I bought this book around four and a half years ago, not long after it had won the Nobel Prize in literature. At the same time, I bought the same author’s “A Chernobyl Prayer” (aka “Voices from Chernobyl”). I read the Chernobyl book right away and left this one untouched until now.

There’s not much you can criticise about this book; it is exactly as advertised – an oral history of people who lived through the momentous changes when the USSR ceased to exist. Its split into two sections, the first features interviews undertaken in the early 1990s when events were fresh and the second section from the Putin era looking back.

The interviewees’ words are left to speak for themselves, there is little record of what the author had initially asked them to start the conversations.

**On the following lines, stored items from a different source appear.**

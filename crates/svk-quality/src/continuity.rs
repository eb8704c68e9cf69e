//! Calendar and intra-day continuity.
//!
//! Two views of "is anything missing":
//! - across days: every calendar date between the first and last observed
//!   date should carry at least one record ([`missing_dates`])
//! - within a day: every date should carry `expected_hours_per_day` records
//!   ([`incomplete_days`], with the opposite case in [`overfull_days`])
//!
//! Rows whose `Date` does not parse are left out of both computations and
//! counted by [`unparseable_dates`] instead.

use std::collections::{BTreeMap, BTreeSet};

use chrono::NaiveDate;
use serde::Serialize;
use svk_records::RecordSet;

/// Most distinct raw values kept as samples in [`UnparseableDates`].
pub const UNPARSEABLE_SAMPLE_LIMIT: usize = 20;

/// A date with fewer records than expected.
#[derive(Debug, Clone, PartialEq, Eq, Serialize)]
pub struct IncompleteDay {
    pub date: NaiveDate,
    pub hours_found: usize,
    pub hours_missing: usize,
}

/// A date with more records than expected (DST fold or an identity-key
/// violation upstream).
#[derive(Debug, Clone, PartialEq, Eq, Serialize)]
pub struct OverfullDay {
    pub date: NaiveDate,
    pub hours_found: usize,
    pub hours_extra: usize,
}

/// Rows whose non-empty `Date` cell could not be parsed.
#[derive(Debug, Clone, Default, PartialEq, Eq, Serialize)]
pub struct UnparseableDates {
    pub count: usize,
    /// Up to [`UNPARSEABLE_SAMPLE_LIMIT`] distinct raw values, sorted.
    pub samples: Vec<String>,
}

/// Calendar dates in `[min_date, max_date]` with no record at all, ascending.
pub fn missing_dates(set: &RecordSet) -> Vec<NaiveDate> {
    let present = set.dates();
    let (Some(&first), Some(&last)) = (present.first(), present.last()) else {
        return Vec::new();
    };
    first
        .iter_days()
        .take_while(|d| *d <= last)
        .filter(|d| !present.contains(d))
        .collect()
}

fn rows_per_date(set: &RecordSet) -> BTreeMap<NaiveDate, usize> {
    let mut counts: BTreeMap<NaiveDate, usize> = BTreeMap::new();
    for date in set.iter().filter_map(|r| r.parsed_date()) {
        *counts.entry(date).or_insert(0) += 1;
    }
    counts
}

/// Dates with strictly fewer than `expected_hours_per_day` records.
pub fn incomplete_days(set: &RecordSet, expected_hours_per_day: u32) -> Vec<IncompleteDay> {
    let expected = expected_hours_per_day as usize;
    rows_per_date(set)
        .into_iter()
        .filter(|(_, found)| *found < expected)
        .map(|(date, found)| IncompleteDay {
            date,
            hours_found: found,
            hours_missing: expected - found,
        })
        .collect()
}

/// Dates with strictly more than `expected_hours_per_day` records.
pub fn overfull_days(set: &RecordSet, expected_hours_per_day: u32) -> Vec<OverfullDay> {
    let expected = expected_hours_per_day as usize;
    rows_per_date(set)
        .into_iter()
        .filter(|(_, found)| *found > expected)
        .map(|(date, found)| OverfullDay {
            date,
            hours_found: found,
            hours_extra: found - expected,
        })
        .collect()
}

/// Rows with a non-empty `Date` that does not parse. Blank dates are a
/// missing value, not a parse failure, and are not counted here.
pub fn unparseable_dates(set: &RecordSet) -> UnparseableDates {
    let mut count = 0;
    let mut distinct = BTreeSet::new();
    for r in set {
        let raw = r.date.trim();
        if raw.is_empty() || r.parsed_date().is_some() {
            continue;
        }
        count += 1;
        distinct.insert(raw.to_string());
    }
    UnparseableDates {
        count,
        samples: distinct.into_iter().take(UNPARSEABLE_SAMPLE_LIMIT).collect(),
    }
}

/// Rows whose `Timme` parses but falls outside `0..hours_per_day`.
pub fn out_of_range_hours(set: &RecordSet, hours_per_day: u32) -> usize {
    set.iter()
        .filter_map(|r| r.parsed_hour())
        .filter(|h| *h >= hours_per_day)
        .count()
}
//! In-memory producers for pipeline tests.

use std::sync::Mutex;

use svk_records::{ProduceRequest, Producer, ProducerError, RecordSet};

/// Serves a fixed record set, restricted to the requested window.
#[derive(Debug, Clone)]
pub struct StaticProducer {
    set: RecordSet,
}

impl StaticProducer {
    pub fn new(set: RecordSet) -> Self {
        Self { set }
    }

    /// A producer that always answers "no new data".
    pub fn empty() -> Self {
        Self::new(RecordSet::empty())
    }
}

impl Producer for StaticProducer {
    fn name(&self) -> &'static str {
        "static"
    }

    fn produce(&self, req: &ProduceRequest) -> Result<RecordSet, ProducerError> {
        match req.end() {
            Some(end) => Ok(self.set.filter_dates(req.start, end)),
            None => Ok(RecordSet::empty()),
        }
    }
}

/// Fails every request with the given error.
#[derive(Debug, Clone)]
pub struct FailingProducer {
    err: ProducerError,
}

impl FailingProducer {
    pub fn new(err: ProducerError) -> Self {
        Self { err }
    }

    pub fn unavailable() -> Self {
        Self::new(ProducerError::Unavailable("upstream down".to_string()))
    }
}

impl Producer for FailingProducer {
    fn name(&self) -> &'static str {
        "failing"
    }

    fn produce(&self, _req: &ProduceRequest) -> Result<RecordSet, ProducerError> {
        Err(self.err.clone())
    }
}

/// Wraps a [`StaticProducer`], remembers every request, and optionally fails
/// on specific start dates.
#[derive(Debug)]
pub struct RecordingProducer {
    inner: StaticProducer,
    fail_on: Vec<chrono::NaiveDate>,
    requests: Mutex<Vec<ProduceRequest>>,
}

impl RecordingProducer {
    pub fn new(set: RecordSet) -> Self {
        Self {
            inner: StaticProducer::new(set),
            fail_on: Vec::new(),
            requests: Mutex::new(Vec::new()),
        }
    }

    /// Requests starting on `day` fail with [`ProducerError::Rejected`].
    pub fn failing_on(mut self, day: chrono::NaiveDate) -> Self {
        self.fail_on.push(day);
        self
    }

    /// Requests seen so far, in call order.
    pub fn requests(&self) -> Vec<ProduceRequest> {
        self.requests
            .lock()
            .map(|r| r.clone())
            .unwrap_or_else(|poisoned| poisoned.into_inner().clone())
    }
}

impl Producer for RecordingProducer {
    fn name(&self) -> &'static str {
        "recording"
    }

    fn produce(&self, req: &ProduceRequest) -> Result<RecordSet, ProducerError> {
        match self.requests.lock() {
            Ok(mut r) => r.push(*req),
            Err(poisoned) => poisoned.into_inner().push(*req),
        }
        if self.fail_on.contains(&req.start) {
            return Err(ProducerError::Rejected(format!("no data for {}", req.start)));
        }
        self.inner.produce(req)
    }
}

#[cfg(test)]
mod tests {
    use super::*;
    use crate::{date, hourly_days};

    #[test]
    fn static_producer_filters_to_window() {
        let p = StaticProducer::new(hourly_days(date(2024, 1, 1), 5));
        let out = p.produce(&ProduceRequest::new(date(2024, 1, 2), 2)).unwrap();
        assert_eq!(out.len(), 48);
    }

    #[test]
    fn recording_producer_logs_and_fails_selectively() {
        let p = RecordingProducer::new(hourly_days(date(2024, 1, 1), 3)).failing_on(date(2024, 1, 2));
        assert!(p.produce(&ProduceRequest::single_day(date(2024, 1, 1))).is_ok());
        assert!(p.produce(&ProduceRequest::single_day(date(2024, 1, 2))).is_err());
        assert_eq!(p.requests().len(), 2);
    }
}
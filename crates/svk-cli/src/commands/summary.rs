//! `svk summary`

use std::path::PathBuf;

use anyhow::Result;
use chrono::Local;
use svk_pipeline::{append_step_summary, summarize, PipelineContext, RunStatus};
use svk_store::{StoreGateway, StoreLayout};
use tracing::info;

/// CI step-summary file, appended to when set.
const STEP_SUMMARY_ENV: &str = "GITHUB_STEP_SUMMARY";

pub fn run(ctx: &PipelineContext) -> Result<RunStatus> {
    let gateway = StoreGateway::new(StoreLayout::from_settings(&ctx.settings));
    let store = gateway.load()?;
    let markdown = summarize(&store, ctx.today, Local::now()).to_markdown();
    print!("{markdown}");

    if let Some(path) = std::env::var_os(STEP_SUMMARY_ENV).map(PathBuf::from) {
        append_step_summary(&path, &markdown)?;
        info!(path = %path.display(), "summary/step_summary_appended");
    }
    Ok(RunStatus::Clean)
}
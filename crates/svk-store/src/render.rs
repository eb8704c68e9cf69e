//! Human-readable HTML view of a quality report.

use std::fmt::{self, Write as _};

use svk_quality::{format_count, format_pct, QualityReport};

use crate::artifacts::ReportMeta;

/// Missing dates listed inline before the "... and N more" line.
pub const MISSING_DATES_SHOWN: usize = 20;

const STYLE: &str = "body{font-family:Arial,sans-serif;margin:20px;background:#f5f5f5}\
h1{color:#333}\
.summary,.section{background:#fff;padding:20px;border-radius:8px;margin-bottom:20px}\
.metric{display:inline-block;margin:10px 20px}\
.metric-value{font-size:24px;font-weight:bold;color:#2196F3}\
.metric-label{color:#666;font-size:14px}\
.status-good{color:#4CAF50}.status-bad{color:#f44336}\
.issue{background:#fff3cd;padding:10px;margin:5px 0;border-radius:4px}\
.success{background:#d4edda;padding:10px;margin:5px 0;border-radius:4px}\
.degraded{background:#e2e3e5;padding:10px;margin:5px 0;border-radius:4px}\
table{width:100%;border-collapse:collapse}\
th,td{padding:8px;text-align:left;border-bottom:1px solid #ddd}\
th{background:#f2f2f2}";

fn escape(s: &str) -> String {
    let mut out = String::with_capacity(s.len());
    for c in s.chars() {
        match c {
            '&' => out.push_str("&amp;"),
            '<' => out.push_str("&lt;"),
            '>' => out.push_str("&gt;"),
            '"' => out.push_str("&quot;"),
            '\'' => out.push_str("&#39;"),
            _ => out.push(c),
        }
    }
    out
}

fn section(html: &mut String, title: &str, class: &str, items: &[String]) -> fmt::Result {
    if items.is_empty() {
        return Ok(());
    }
    write!(html, "<div class=\"section\"><h2>{}</h2>", escape(title))?;
    for item in items {
        write!(html, "<div class=\"{class}\">{}</div>", escape(item))?;
    }
    html.push_str("</div>");
    Ok(())
}

pub fn render_html(report: &QualityReport, meta: &ReportMeta) -> Result<String, fmt::Error> {
    let mut html = String::new();
    write!(
        html,
        "<!DOCTYPE html>\n<html>\n<head>\n<meta charset=\"utf-8\">\n\
         <title>SVK Data Quality Report</title>\n<style>{STYLE}</style>\n</head>\n<body>\n\
         <h1>SVK Data Quality Report</h1>\n<p>Generated: {}</p>\n",
        meta.generated_at.format("%Y-%m-%d %H:%M:%S")
    )?;

    let (status_class, status_text) = if report.issues_found {
        ("status-bad", "Issues Found")
    } else {
        ("status-good", "All Good")
    };
    write!(
        html,
        "<div class=\"summary\"><h2>Summary</h2>\
         <div class=\"metric\"><div class=\"metric-value\">{}</div><div class=\"metric-label\">Total Records</div></div>\
         <div class=\"metric\"><div class=\"metric-value\">{}%</div><div class=\"metric-label\">Data Coverage ({} days)</div></div>\
         <div class=\"metric\"><div class=\"metric-value {status_class}\">{status_text}</div><div class=\"metric-label\">Status</div></div>\
         </div>\n",
        format_count(report.total_records),
        format_pct(report.coverage_percentage),
        report.coverage_days_back,
    )?;

    section(&mut html, "Passed Checks", "success", &report.checks_passed)?;
    section(&mut html, "Failed Checks", "issue", &report.checks_failed)?;
    section(&mut html, "Checks That Could Not Run", "degraded", &report.checks_degraded)?;
    section(&mut html, "Warnings", "issue", &report.warnings)?;

    if !report.missing_dates.is_empty() {
        html.push_str(
            "<div class=\"section\"><h2>Missing Dates</h2><p>The following dates have no data:</p><ul>",
        );
        for d in report.missing_dates.iter().take(MISSING_DATES_SHOWN) {
            write!(html, "<li>{d}</li>")?;
        }
        if report.missing_dates.len() > MISSING_DATES_SHOWN {
            write!(
                html,
                "<li>... and {} more</li>",
                report.missing_dates.len() - MISSING_DATES_SHOWN
            )?;
        }
        html.push_str("</ul></div>\n");
    }

    if !report.value_ranges.is_empty() {
        html.push_str(
            "<div class=\"section\"><h2>Value Ranges</h2><table>\
             <tr><th>Column</th><th>Min</th><th>Max</th><th>Mean</th><th>Negative</th><th>Suspicious High</th></tr>",
        );
        for (col, s) in &report.value_ranges {
            write!(
                html,
                "<tr><td>{}</td><td>{:.2}</td><td>{:.2}</td><td>{:.2}</td><td>{}</td><td>{}</td></tr>",
                escape(col),
                s.min,
                s.max,
                s.mean,
                s.negative_count,
                s.suspicious_high_count
            )?;
        }
        html.push_str("</table></div>\n");
    }

    html.push_str("</body>\n</html>\n");
    Ok(html)
}

#[cfg(test)]
mod tests {
    use super::*;
    use chrono::{NaiveDate, Utc};
    use uuid::Uuid;

    fn meta() -> ReportMeta {
        ReportMeta {
            generated_at: Utc::now(),
            run_id: Uuid::nil(),
            config_hash: String::new(),
        }
    }

    #[test]
    fn escapes_markup() {
        assert_eq!(escape("<a & 'b'>"), "&lt;a &amp; &#39;b&#39;&gt;");
    }

    #[test]
    fn long_missing_list_is_truncated() {
        let start = NaiveDate::from_ymd_opt(2024, 1, 1).unwrap();
        let mut report = QualityReport::no_data(start, 30);
        report.missing_dates = start.iter_days().take(25).collect();
        let html = render_html(&report, &meta()).unwrap();
        assert!(html.contains("<li>2024-01-20</li>"));
        assert!(!html.contains("<li>2024-01-21</li>"));
        assert!(html.contains("... and 5 more"));
        assert!(html.contains("No data found"));
        assert!(html.contains("status-bad"));
    }
}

Most of the stories they tell include harrowing details and by the end I was a little shell-shocked from all the stories of brutality and suicides. There’s quite a lot of cognitive dissonance on show – people who pine for the security of the Soviet era whilst at the same time describing the horrors and hardships of that time. There many stories of being informed on by friends and neighbours, being sent to camps and having to live like animals for years but at the same time they want another Stalin to arise and lead the nation. Stories of family, relationships and the plight of ethnic minorities in modern Russia are also covered in depth.

It took me a while to work my way through this book, not only because of the contents but also because of the structure – its written as the people interviewed spoke, so things get hazy before becoming clear again. Those interviewed often go off into unrelated topics or speak in unfinished sentences. Sometimes its hard to even work out who is talking.

If like me you find yourself as something of a Russophile or just have an interest in the effects of history on ordinary people, this book makes for good reading. Just don’t expect any happy endings within.